Baked Stuffed Eggplants with Mushroom and Tomato Sauce

This Baked Stuffed Eggplants recipe is a flavorful and hearty dish that combines the earthy taste of mushrooms with the sweetness of cherry tomatoes and a rich tomato sauce. Topped with creamy mozzarella, this dish is perfect for a comforting meal that will impress your family and friends.

Preparation Time:

  • Prep Time: 20 minutes
  • Cook Time: 45 minutes
  • Total Time: 1 hour 5 minutes

Ingredients:

  • 3 eggplants
  • Vegetable oil
  • 2 onions
  • 450 grams (1 lb) mushrooms
  • 150 grams (5 oz) cherry tomatoes
  • 2-3 cloves of garlic
  • Salt, Pepper, Sweet Paprika
  • 1-2 tablespoons butter
  • 2 cups mashed tomatoes
  • 1 teaspoon sugar
  • 1/2 cup cream
  • Fresh parsley
  • 100 grams (3.5 oz) pizza mozzarella

Directions:

  1. Prepare Eggplants:
    • Preheat the oven to 180°C (350°F).
    • Cut the eggplants in half lengthwise and make cuts in the flesh without cutting through the skin.
    • Sprinkle with salt and drizzle with vegetable oil.
    • Bake the eggplants for 30 minutes.
  2. Prepare Mushroom Filling:
    • Heat vegetable oil in a skillet over medium heat.
    • Add 1 chopped onion and cook for 2 minutes until softened.
    • Add finely chopped mushrooms and cook for 7-8 minutes until tender.
    • Add cherry tomatoes, salt, pepper, and sweet paprika.
    • Add minced garlic and cook for an additional 5 minutes.
    • Remove the flesh from the baked eggplants, mash it, and mix it into the mushroom filling.
  3. Prepare Tomato Sauce:
    • In another skillet, heat vegetable oil and cook the second chopped onion until soft.
    • Add 1-2 tablespoons of butter.
    • Stir in 2 cups of mashed tomatoes, salt, and 1 teaspoon of sugar.
    • Cook for 5 minutes over medium heat.
    • Stir in 1/2 cup of cream and cook for another 5 minutes.
  4. Assemble and Bake:
    • Fill the baked eggplants with the mushroom mixture.
    • Pour the tomato sauce over the stuffed eggplants.
    • Sprinkle with chopped parsley and top with grated mozzarella cheese.
    • Bake at 180°C (350°F) for 15 minutes until the cheese is melted and bubbly.

Serving Suggestions:

  • Serve hot with a side of rice or crusty bread.
  • Pair with a fresh green salad for a complete meal.
  • Garnish with extra parsley for a burst of color and freshness.

Cooking Tips:

  • Use a spoon to carefully scoop out the eggplant flesh to avoid tearing the skin.
  • Adjust the seasoning to your taste; add more red pepper flakes if you like it spicy.
  • Use fresh tomatoes if available for a richer, fresher flavor.

Nutritional Benefits:

  • Eggplants are low in calories and high in fiber, aiding digestion.
  • Mushrooms provide protein, vitamins, and minerals, including B vitamins and selenium.
  • Tomatoes are rich in antioxidants, particularly lycopene, which supports heart health.

Dietary Information:

  • Calories: Approximately 350 per serving
  • Protein: 12g
  • Carbohydrates: 25g
  • Fat: 20g
  • Dietary Considerations: This recipe contains dairy. For a dairy-free version, substitute the cream and mozzarella with non-dairy alternatives.

Storage:

  • Store leftovers in an airtight container in the refrigerator for up to 3 days.
  • Reheat in the oven at 180°C (350°F) until warmed through, or in the microwave.

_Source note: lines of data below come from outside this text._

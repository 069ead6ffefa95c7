use axum::{
    extract::{Path, Query, State},
    http::StatusCode,
    response::Json,
};
use serde::Deserialize;
use utoipa::IntoParams;

use crate::database::entities::stage_files;
use crate::errors::CoreResult;
use crate::server::app::AppState;
use crate::server::error::ApiJson;
use crate::server::extract::CompanyUser;
use crate::services::stage_file_service::{UpdateAccessRequest, UploadFileRequest};
use crate::services::StageFileService;

#[derive(Debug, Deserialize, IntoParams)]
#[serde(rename_all = "camelCase")]
#[into_params(parameter_in = Query)]
pub struct FileListQuery {
    /// Only files attached to this checklist item
    pub checklist_item_key: Option<String>,
}

#[utoipa::path(
    get,
    path = "/api/v1/stages/{id}/files",
    params(("id" = i32, Path, description = "Stage id"), FileListQuery),
    responses(
        (status = 200, description = "Files the caller is allowed to see"),
        (status = 404, description = "Stage not found")
    )
)]
pub async fn list_files(
    State(state): State<AppState>,
    CompanyUser(actor): CompanyUser,
    Path(id): Path<i32>,
    Query(query): Query<FileListQuery>,
) -> CoreResult<Json<Vec<stage_files::Model>>> {
    let files = StageFileService::new(state.db.clone())
        .list_for_viewer(&actor, id, query.checklist_item_key)
        .await?;
    Ok(Json(files))
}

#[utoipa::path(
    post,
    path = "/api/v1/stages/{id}/files",
    params(("id" = i32, Path, description = "Stage id")),
    request_body = UploadFileRequest,
    responses(
        (status = 201, description = "Upload recorded"),
        (status = 400, description = "Extension not accepted by the stage or access list missing"),
        (status = 404, description = "Stage not found")
    )
)]
pub async fn upload_file(
    State(state): State<AppState>,
    CompanyUser(actor): CompanyUser,
    Path(id): Path<i32>,
    ApiJson(payload): ApiJson<UploadFileRequest>,
) -> CoreResult<(StatusCode, Json<stage_files::Model>)> {
    let file = StageFileService::new(state.db.clone())
        .record_upload(&actor, id, payload)
        .await?;
    Ok((StatusCode::CREATED, Json(file)))
}

#[utoipa::path(
    patch,
    path = "/api/v1/stage-files/{id}",
    params(("id" = i32, Path, description = "File id")),
    request_body = UpdateAccessRequest,
    responses(
        (status = 200, description = "Access list replaced"),
        (status = 403, description = "Caller may not change this file's access"),
        (status = 404, description = "File not found")
    )
)]
pub async fn update_access(
    State(state): State<AppState>,
    CompanyUser(actor): CompanyUser,
    Path(id): Path<i32>,
    ApiJson(payload): ApiJson<UpdateAccessRequest>,
) -> CoreResult<Json<stage_files::Model>> {
    let file = StageFileService::new(state.db.clone())
        .update_access(&actor, id, payload)
        .await?;
    Ok(Json(file))
}

#[utoipa::path(
    delete,
    path = "/api/v1/stage-files/{id}",
    params(("id" = i32, Path, description = "File id")),
    responses(
        (status = 204, description = "File deleted"),
        (status = 403, description = "Only the uploader or an admin"),
        (status = 404, description = "File not found")
    )
)]
pub async fn delete_file(
    State(state): State<AppState>,
    CompanyUser(actor): CompanyUser,
    Path(id): Path<i32>,
) -> CoreResult<StatusCode> {
    StageFileService::new(state.db.clone()).delete(&actor, id).await?;
    Ok(StatusCode::NO_CONTENT)
}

Why You’ll Love This Recipe:

  • Rich, comforting flavors with a perfect balance of savory and sweet.
  • Versatile and can be customized with your favorite vegetables.
  • A hearty and satisfying vegetarian dish that even meat lovers will enjoy.
  • Easy to prepare and great for impressing guests with minimal effort.

Conclusion:

This Baked Stuffed Eggplants with Mushroom and Tomato Sauce is a delicious and nutritious dish that’s perfect for any occasion. With its rich blend of vegetables and creamy mozzarella topping, it’s sure to become a favorite in your household. Enjoy the comforting and hearty flavors of this delightful recipe!